- Items listed in a dataset:
//! Error taxonomy for the sync pipeline.
//!
//! Fatal errors ([`Error::Config`], [`Error::ReportNotFound`],
//! [`Error::DatabaseAccess`]) abort the run before any page is written.
//! Per-record write failures are not represented here; they are collected
//! into the run's failure list so one bad record never aborts the batch.

use thiserror::Error;

#[derive(Error, Debug)]
pub enum Error {
    /// Required configuration is missing (API credential or database id).
    #[error("missing configuration: {0}")]
    Config(String),

    /// No report file exists for the requested date.
    #[error("report not found for date {date} (tried: {})", .tried.join(", "))]
    ReportNotFound { date: String, tried: Vec<String> },

    /// The pre-flight probe failed or the database id is not accessible.
    #[error("database access: {0}")]
    DatabaseAccess(String),

    /// The request never completed (connect, timeout, or mid-body failure).
    #[error("network error: {0}")]
    Network(String),

    #[error("I/O error: {0}")]
    Io(#[from] std::io::Error),

    #[error("JSON error: {0}")]
    Json(#[from] serde_json::Error),

    #[error("HTTP client error: {0}")]
    Http(#[from] reqwest::Error),
}

pub type Result<T> = std::result::Result<T, Error>;

#[cfg(test)]
mod tests {
    use super::*;

    #[test]
    fn test_report_not_found_lists_candidates() {
        let e = Error::ReportNotFound {
            date: "2025-11-03".to_string(),
            tried: vec![
                "output_info/2025-11-03-news-report.md".to_string(),
                "output_info/2025-11-03-full.md".to_string(),
            ],
        };
        let msg = e.to_string();
        assert!(msg.contains("2025-11-03"));
        assert!(msg.contains("news-report.md"));
        assert!(msg.contains("full.md"));
    }

    #[test]
    fn test_io_errors_convert() {
        let io = std::io::Error::new(std::io::ErrorKind::PermissionDenied, "nope");
        let e: Error = io.into();
        assert!(matches!(e, Error::Io(_)));
    }
}
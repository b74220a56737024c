use base64::Engine;
use base64::engine::general_purpose::STANDARD;
use reqwest::header::{ACCEPT, AUTHORIZATION, HeaderMap, HeaderValue, USER_AGENT};

use super::config::ChConfig;
use super::error::{ChError, Result};

/// HTTP client for the Companies House public data API.
///
/// The client is the single entry point for talking to the registry. It holds
/// the Basic Authorization header built from the API key, a request timeout
/// and the base URL of the API, so tests can point it at a local server.
///
/// Requests are never retried. A failed request surfaces as one of the
/// [`ChError`] fetch variants:
///
/// ```text
/// send ──┬── timeout ────────────► ChError::Timeout
///        ├── connect failure ────► ChError::Connectivity
///        ├── other transport ────► ChError::Request
///        └── response ──┬── non-2xx ──► ChError::Http { status, body }
///                       └── 2xx ──────► body text
/// ```
///
/// # Examples
///
/// ```rust
/// # use chkit::CompaniesHouse;
/// let client = CompaniesHouse::new("my-api-key")?;
/// # Ok::<(), chkit::ChError>(())
/// ```
#[derive(Debug, Clone)]
pub struct CompaniesHouse {
    /// HTTP client with auth, accept and user agent headers preset
    pub(crate) client: reqwest::Client,

    /// Base URL for the public data API
    pub(crate) api_url: String,
}

impl CompaniesHouse {
    /// Creates a client with the default configuration: 30 second timeout and
    /// the live API base URL.
    ///
    /// # Arguments
    ///
    /// * `api_key` - The raw API key issued by Companies House. It is sent as
    ///   the Basic auth user name with an empty password on every request and
    ///   is never logged.
    ///
    /// # Errors
    ///
    /// Returns `ChError::ConfigError` if the HTTP client cannot be built.
    pub fn new(api_key: &str) -> Result<Self> {
        Self::with_config(api_key, ChConfig::default())
    }

    /// Creates a client with custom configuration settings.
    ///
    /// Use this to change the timeout or user agent, or to point the client
    /// at a different base URL such as a local test server.
    ///
    /// # Arguments
    ///
    /// * `api_key` - The raw API key issued by Companies House
    /// * `config` - User agent, request timeout and base URLs
    ///
    /// # Errors
    ///
    /// Returns `ChError::ConfigError` if the API key or user agent cannot be
    /// used as a header value, or the HTTP client cannot be built.
    pub fn with_config(api_key: &str, config: ChConfig) -> Result<Self> {
        let mut auth = HeaderValue::from_str(&Self::authorization_header(api_key))
            .map_err(|e| ChError::ConfigError(format!("Invalid API key: {}", e)))?;
        auth.set_sensitive(true);

        let mut headers = HeaderMap::new();
        headers.insert(AUTHORIZATION, auth);
        headers.insert(ACCEPT, HeaderValue::from_static("application/json"));
        headers.insert(
            USER_AGENT,
            HeaderValue::from_str(&config.user_agent)
                .map_err(|e| ChError::ConfigError(format!("Invalid user agent: {}", e)))?,
        );

        let client = reqwest::Client::builder()
            .default_headers(headers)
            .timeout(config.timeout)
            .build()
            .map_err(|e| ChError::ConfigError(format!("Failed to build HTTP client: {}", e)))?;

        Ok(CompaniesHouse {
            client,
            api_url: config.base_urls.api.trim_end_matches('/').to_string(),
        })
    }

    /// Builds the Basic Authorization value for an API key.
    ///
    /// The registry uses the key as the user name with an empty password, so
    /// the encoded credential is `base64(key + ":")`.
    ///
    /// ```rust
    /// # use chkit::CompaniesHouse;
    /// assert_eq!(CompaniesHouse::authorization_header("abc"), "Basic YWJjOg==");
    /// ```
    pub fn authorization_header(api_key: &str) -> String {
        format!("Basic {}", STANDARD.encode(format!("{}:", api_key)))
    }

    /// Fetches text content from a URL.
    ///
    /// Issues exactly one GET. Any 2xx status returns the body; any other
    /// status returns `ChError::Http` with the status code and the full body.
    pub async fn get(&self, url: &str) -> Result<String> {
        let response = self.client.get(url).send().await?;
        let status = response.status();

        if !status.is_success() {
            let body = response
                .text()
                .await
                .unwrap_or_else(|_| "Failed to read error body".to_string());
            tracing::error!(status = status.as_u16(), "HTTP error for {}", url);
            return Err(ChError::Http {
                status: status.as_u16(),
                body,
            });
        }

        Ok(response.text().await?)
    }

    /// Returns the base URL for the public data API.
    pub fn api_url(&self) -> &str {
        &self.api_url
    }

    /// Returns the URL of the advanced company search endpoint.
    pub fn advanced_search_url(&self) -> String {
        format!("{}/advanced-search/companies", self.api_url)
    }
}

- WORK REQUEST: Go through the entries above and count the lines containing "super". Give the number only.

- YOUR RESPONSE: 3